Every Supreme Court nominee considered by Donald Trump was a genuine, Federalist Society approved ultraconservative. Every one of them could be counted on to uphold the right of big business while tearing away women’s rights, voting rights, gay rights, labor rights, and basically just rights. If it wasn’t included, word for word, in a document that was written before the steam engine, repeating rifle, and the corporation were invented … it’s out of here.
But something had to give Brett Kavanaugh the edge. There had to be something that made this member of the DC court a favorite with Trump, even though the most rabid members of his base favored someone else. Just what could it be?
Having seen first-hand how complex and difficult that job is, I believe it vital that the President be able to focus on his never-ending tasks with as few distractions as possible. The country wants the President to be “one of us” who bears the same responsibilities of citizenship that all share. But I believe that the President should be excused from some of the burdens of ordinary citizenship while serving in office.
That’s from an article that Kavanaugh authored in 2008 for the Minnesota Law Review. Just what burdens should be “excused” for sitting presidents. Indictments for one thing. Civil suits for another. Kavanaugh believes that presidents should be free from being sued while in office — a position he, rather inconveniently, did not hold while working for Ken Starr. To be fair, Kavanaugh calls on Congress to make this clear through legislation. It’s not clear how he would rule if such a suit against Trump should wander his way … but we’ll likely get to find out.
Kavanaugh’s defense of the idea that the executive — along with military leaders — should be freed from the threat of criminal indictment, comes with a statement that might be particularly pleasing to Trump that “ no AttorneyGeneral or special counsel will have the necessary credibility to avoid the inevitable charges that he is politically motivated.” Kavanaugh’s position is that the president’s role is so important, that even preparing for a criminal investigation is too much. And confronting the idea that this would put the president “above the law,” Kavanaugh’s defense: “… it is not ultimately a persuasive criticism of these suggestions. The point is not to put the President above the law or to eliminate checks on the President, but simply to defer litigation and investigations until the President is out of office.”
So, Kavanaugh wouldn’t excuse the president from justice forever, just allow him to do as he pleases for years. Someone might want to read the would-be Supreme Court justice, that little saying about “justice delayed.”
Kavanaugh goes on to argue that the Constitution provides a solution for a “law-breaking” president — impeachment.
What he doesn’t explain is how that law-breaking status would be determined in a system where a president not only can’t be indicted but can’t be expected to deal with the questioning and examination that comes with a criminal investigation. A president might be impeached without an indictment, but to suggest that a president—any president—would be impeached without facing the stages of an investigation, including the collection of evidence.
But even in talking about impeachment, Kavanaugh weighs against the idea of a special counsel.

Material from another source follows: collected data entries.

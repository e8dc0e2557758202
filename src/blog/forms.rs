use serde::Deserialize;
use validator::Validate;

use crate::blog::slug::normalize_category_name;
use crate::db::models::DEFAULT_CATEGORY;
use crate::forms::FieldErrors;

/// Post authoring form. The author is never a form field; it is always the
/// signed-in user.
#[derive(Debug, Clone, Default, Deserialize, Validate)]
#[serde(default)]
pub struct PostForm {
    #[validate(length(min = 1, max = 255))]
    pub title: String,
    #[validate(length(min = 1, max = 255))]
    pub title_tag: String,
    #[validate(length(max = 255))]
    pub category_title: String,
    pub body: String,
    #[validate(length(min = 1, max = 255))]
    pub snippet: String,
}

/// Edit form. Author and category are fixed once a post exists.
#[derive(Debug, Clone, Default, Deserialize, Validate)]
#[serde(default)]
pub struct EditForm {
    #[validate(length(min = 1, max = 255))]
    pub title: String,
    #[validate(length(min = 1, max = 255))]
    pub title_tag: String,
    pub body: String,
    #[validate(length(min = 1, max = 255))]
    pub snippet: String,
}

#[derive(Debug, Clone, Default, Deserialize, Validate)]
#[serde(default)]
pub struct CategoryForm {
    #[validate(length(min = 1, max = 255))]
    pub name: String,
}

#[derive(Debug, Clone, PartialEq, Eq)]
pub struct NewPost {
    pub title: String,
    pub title_tag: String,
    pub category_title: String,
    pub body: Option<String>,
    pub snippet: String,
}

#[derive(Debug, Clone, PartialEq, Eq)]
pub struct PostEdit {
    pub title: String,
    pub title_tag: String,
    pub body: Option<String>,
    pub snippet: String,
}

impl PostForm {
    pub fn clean(&self) -> Result<NewPost, FieldErrors> {
        let category_title = match normalize_category_name(&self.category_title) {
            name if name.is_empty() => DEFAULT_CATEGORY.to_string(),
            name => name,
        };
        let form = PostForm {
            title: self.title.trim().to_string(),
            title_tag: self.title_tag.trim().to_string(),
            category_title,
            body: self.body.clone(),
            snippet: self.snippet.trim().to_string(),
        };
        form.validate()?;

        Ok(NewPost {
            body: rich_text(&form.body),
            title: form.title,
            title_tag: form.title_tag,
            category_title: form.category_title,
            snippet: form.snippet,
        })
    }
}

impl EditForm {
    pub fn clean(&self) -> Result<PostEdit, FieldErrors> {
        let form = EditForm {
            title: self.title.trim().to_string(),
            title_tag: self.title_tag.trim().to_string(),
            body: self.body.clone(),
            snippet: self.snippet.trim().to_string(),
        };
        form.validate()?;

        Ok(PostEdit {
            body: rich_text(&form.body),
            title: form.title,
            title_tag: form.title_tag,
            snippet: form.snippet,
        })
    }
}

impl CategoryForm {
    /// The category name, whitespace-normalized.
    pub fn clean(&self) -> Result<String, FieldErrors> {
        let form = CategoryForm {
            name: normalize_category_name(&self.name),
        };
        form.validate()?;
        Ok(form.name)
    }
}

/// Sanitized rich text. Formatting and images survive; scripts, event
/// handler attributes and `javascript:` links do not. Nothing left counts as
/// no body.
pub fn rich_text(body: &str) -> Option<String> {
    let cleaned = ammonia::clean(body);
    if cleaned.trim().is_empty() {
        None
    } else {
        Some(cleaned)
    }
}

No single prosecutor, judge, or jury should be able to accomplish what the Constitution assigns to the Congress. Moreover, an impeached and removed President is still subject to criminal prosecution afterwards. In short, the Constitution establishes a clear mechanism to deter executive malfeasance; we should not burden a sitting President with civil suits, criminal investigations, or criminal prosecutions.
Again, Kavanaugh has deferred any chance of justice, giving the nation just one tool against the sitting executive and at the same time removing any ability to use that tool.
What does Trump see in Kavanaugh? A guy who will give him what he wants most, years of relief from facing his crimes.